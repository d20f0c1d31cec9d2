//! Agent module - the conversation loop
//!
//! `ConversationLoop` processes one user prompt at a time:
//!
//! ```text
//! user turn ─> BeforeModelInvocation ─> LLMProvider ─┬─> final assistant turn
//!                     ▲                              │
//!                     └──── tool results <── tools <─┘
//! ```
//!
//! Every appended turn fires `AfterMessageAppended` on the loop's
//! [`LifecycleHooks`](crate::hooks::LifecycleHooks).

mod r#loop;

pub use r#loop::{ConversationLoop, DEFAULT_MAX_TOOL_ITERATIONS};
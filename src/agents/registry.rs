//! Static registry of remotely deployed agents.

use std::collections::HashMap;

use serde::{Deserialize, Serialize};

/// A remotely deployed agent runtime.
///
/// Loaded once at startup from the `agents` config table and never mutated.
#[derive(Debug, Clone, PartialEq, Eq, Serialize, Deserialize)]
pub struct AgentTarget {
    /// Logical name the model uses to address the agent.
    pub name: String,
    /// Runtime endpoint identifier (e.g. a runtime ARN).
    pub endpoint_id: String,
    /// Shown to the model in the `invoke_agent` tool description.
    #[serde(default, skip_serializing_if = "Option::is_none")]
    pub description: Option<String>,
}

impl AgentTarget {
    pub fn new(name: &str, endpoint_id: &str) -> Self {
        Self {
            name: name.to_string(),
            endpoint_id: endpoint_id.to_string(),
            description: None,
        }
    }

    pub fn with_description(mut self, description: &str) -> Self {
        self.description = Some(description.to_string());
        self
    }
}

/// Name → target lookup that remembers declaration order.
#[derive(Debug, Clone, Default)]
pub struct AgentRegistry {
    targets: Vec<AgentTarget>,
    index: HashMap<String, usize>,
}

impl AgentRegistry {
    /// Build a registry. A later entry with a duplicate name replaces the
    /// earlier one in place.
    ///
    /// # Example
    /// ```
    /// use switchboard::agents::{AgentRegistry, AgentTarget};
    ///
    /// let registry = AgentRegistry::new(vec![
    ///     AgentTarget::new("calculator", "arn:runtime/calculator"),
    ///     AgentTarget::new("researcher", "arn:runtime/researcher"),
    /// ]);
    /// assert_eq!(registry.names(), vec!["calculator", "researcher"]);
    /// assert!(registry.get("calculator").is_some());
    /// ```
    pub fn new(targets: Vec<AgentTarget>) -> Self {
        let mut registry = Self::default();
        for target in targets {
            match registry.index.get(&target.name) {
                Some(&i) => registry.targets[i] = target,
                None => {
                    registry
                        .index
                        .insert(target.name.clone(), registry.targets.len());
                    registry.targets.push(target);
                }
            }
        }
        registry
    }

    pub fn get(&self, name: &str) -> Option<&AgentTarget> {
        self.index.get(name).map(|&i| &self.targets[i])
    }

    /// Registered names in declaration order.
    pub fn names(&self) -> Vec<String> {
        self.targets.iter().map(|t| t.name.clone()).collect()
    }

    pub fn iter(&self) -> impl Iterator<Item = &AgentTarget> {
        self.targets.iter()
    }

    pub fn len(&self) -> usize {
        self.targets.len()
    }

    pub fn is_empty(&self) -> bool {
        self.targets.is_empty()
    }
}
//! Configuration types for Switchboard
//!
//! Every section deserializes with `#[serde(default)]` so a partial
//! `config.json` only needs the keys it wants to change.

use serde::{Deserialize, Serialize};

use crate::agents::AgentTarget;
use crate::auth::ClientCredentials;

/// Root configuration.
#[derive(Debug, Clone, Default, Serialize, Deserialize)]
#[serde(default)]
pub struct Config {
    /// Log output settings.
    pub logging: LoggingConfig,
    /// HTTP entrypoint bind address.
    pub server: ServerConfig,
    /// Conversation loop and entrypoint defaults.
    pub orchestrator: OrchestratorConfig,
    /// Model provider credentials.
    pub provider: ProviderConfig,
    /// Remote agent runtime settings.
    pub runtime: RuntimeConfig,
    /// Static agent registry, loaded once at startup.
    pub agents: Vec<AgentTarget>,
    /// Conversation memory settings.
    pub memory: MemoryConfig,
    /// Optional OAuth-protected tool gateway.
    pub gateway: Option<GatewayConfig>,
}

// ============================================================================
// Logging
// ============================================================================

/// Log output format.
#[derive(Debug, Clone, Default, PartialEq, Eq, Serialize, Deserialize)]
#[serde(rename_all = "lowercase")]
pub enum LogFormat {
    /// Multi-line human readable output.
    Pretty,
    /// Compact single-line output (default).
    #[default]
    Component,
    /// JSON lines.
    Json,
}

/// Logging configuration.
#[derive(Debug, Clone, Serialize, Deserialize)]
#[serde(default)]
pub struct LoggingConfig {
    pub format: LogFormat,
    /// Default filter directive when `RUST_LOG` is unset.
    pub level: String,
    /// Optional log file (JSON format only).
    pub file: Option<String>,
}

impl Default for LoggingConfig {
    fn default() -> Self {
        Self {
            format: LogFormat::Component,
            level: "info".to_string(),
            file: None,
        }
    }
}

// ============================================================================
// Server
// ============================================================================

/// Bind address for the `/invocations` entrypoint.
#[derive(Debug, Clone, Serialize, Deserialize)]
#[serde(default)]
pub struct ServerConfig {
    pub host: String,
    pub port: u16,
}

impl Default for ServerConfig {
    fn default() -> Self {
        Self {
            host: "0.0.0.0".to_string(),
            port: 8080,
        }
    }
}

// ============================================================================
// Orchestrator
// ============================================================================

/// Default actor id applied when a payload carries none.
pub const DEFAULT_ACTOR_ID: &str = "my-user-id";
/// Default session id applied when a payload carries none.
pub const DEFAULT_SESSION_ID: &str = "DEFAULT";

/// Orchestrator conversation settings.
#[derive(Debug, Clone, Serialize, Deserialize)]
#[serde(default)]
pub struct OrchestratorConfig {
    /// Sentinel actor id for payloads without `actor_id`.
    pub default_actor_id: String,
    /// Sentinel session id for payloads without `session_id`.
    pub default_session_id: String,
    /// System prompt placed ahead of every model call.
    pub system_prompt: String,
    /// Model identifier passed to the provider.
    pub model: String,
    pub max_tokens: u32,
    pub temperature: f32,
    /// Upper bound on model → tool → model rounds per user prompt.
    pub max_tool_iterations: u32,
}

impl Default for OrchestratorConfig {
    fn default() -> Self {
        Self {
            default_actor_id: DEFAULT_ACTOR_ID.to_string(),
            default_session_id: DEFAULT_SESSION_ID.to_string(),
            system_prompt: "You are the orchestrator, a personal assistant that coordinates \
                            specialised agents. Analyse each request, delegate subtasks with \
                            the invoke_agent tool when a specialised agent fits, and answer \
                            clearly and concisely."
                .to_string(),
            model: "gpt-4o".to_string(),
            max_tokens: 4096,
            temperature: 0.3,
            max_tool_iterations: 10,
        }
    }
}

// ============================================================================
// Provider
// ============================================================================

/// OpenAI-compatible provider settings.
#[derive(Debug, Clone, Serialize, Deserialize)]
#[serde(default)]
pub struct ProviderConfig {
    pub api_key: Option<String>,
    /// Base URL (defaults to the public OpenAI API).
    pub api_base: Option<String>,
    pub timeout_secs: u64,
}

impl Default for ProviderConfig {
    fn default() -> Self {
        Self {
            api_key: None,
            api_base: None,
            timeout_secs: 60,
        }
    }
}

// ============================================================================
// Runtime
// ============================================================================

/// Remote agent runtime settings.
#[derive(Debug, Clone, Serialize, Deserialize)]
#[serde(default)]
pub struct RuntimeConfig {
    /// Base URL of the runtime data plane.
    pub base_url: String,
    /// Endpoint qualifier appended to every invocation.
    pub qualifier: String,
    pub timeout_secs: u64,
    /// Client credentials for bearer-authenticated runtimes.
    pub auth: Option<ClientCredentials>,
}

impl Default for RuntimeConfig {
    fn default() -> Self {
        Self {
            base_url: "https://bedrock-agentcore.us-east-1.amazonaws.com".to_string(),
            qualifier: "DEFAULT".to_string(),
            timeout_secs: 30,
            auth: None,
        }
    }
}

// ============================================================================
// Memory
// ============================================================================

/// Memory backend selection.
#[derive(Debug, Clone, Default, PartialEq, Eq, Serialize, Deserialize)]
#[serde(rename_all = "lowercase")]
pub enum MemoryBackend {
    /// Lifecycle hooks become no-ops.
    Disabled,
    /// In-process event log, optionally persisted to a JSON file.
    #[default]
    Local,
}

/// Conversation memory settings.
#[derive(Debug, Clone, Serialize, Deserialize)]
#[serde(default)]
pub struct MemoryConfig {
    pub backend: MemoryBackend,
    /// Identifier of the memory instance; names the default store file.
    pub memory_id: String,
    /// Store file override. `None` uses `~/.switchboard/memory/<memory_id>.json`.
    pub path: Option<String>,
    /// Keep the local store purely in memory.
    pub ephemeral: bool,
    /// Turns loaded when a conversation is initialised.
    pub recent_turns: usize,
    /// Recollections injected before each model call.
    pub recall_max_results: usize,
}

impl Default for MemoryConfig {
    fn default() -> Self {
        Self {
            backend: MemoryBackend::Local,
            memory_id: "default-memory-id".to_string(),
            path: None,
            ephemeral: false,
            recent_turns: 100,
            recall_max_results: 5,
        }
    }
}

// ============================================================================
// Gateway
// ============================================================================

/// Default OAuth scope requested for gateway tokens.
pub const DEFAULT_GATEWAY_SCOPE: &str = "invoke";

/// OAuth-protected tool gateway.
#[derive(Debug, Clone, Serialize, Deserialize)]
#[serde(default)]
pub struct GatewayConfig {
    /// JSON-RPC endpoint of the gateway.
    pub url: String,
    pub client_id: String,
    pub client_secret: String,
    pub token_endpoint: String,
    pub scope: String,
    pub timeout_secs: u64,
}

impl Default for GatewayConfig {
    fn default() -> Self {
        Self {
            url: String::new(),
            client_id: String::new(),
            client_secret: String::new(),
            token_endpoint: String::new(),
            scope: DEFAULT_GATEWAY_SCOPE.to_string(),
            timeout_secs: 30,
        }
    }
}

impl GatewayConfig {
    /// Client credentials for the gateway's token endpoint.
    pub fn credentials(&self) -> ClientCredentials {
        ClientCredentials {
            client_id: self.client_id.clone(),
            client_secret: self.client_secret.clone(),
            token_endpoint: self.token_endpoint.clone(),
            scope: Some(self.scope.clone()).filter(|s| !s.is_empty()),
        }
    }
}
• • •
TASK BRIEF – Filter the entries down to the lines containing "appended". Copy each of those lines.

YOUR RESPONSE –
//! Every appended turn fires `AfterMessageAppended` on the loop's
    /// Endpoint qualifier appended to every invocation.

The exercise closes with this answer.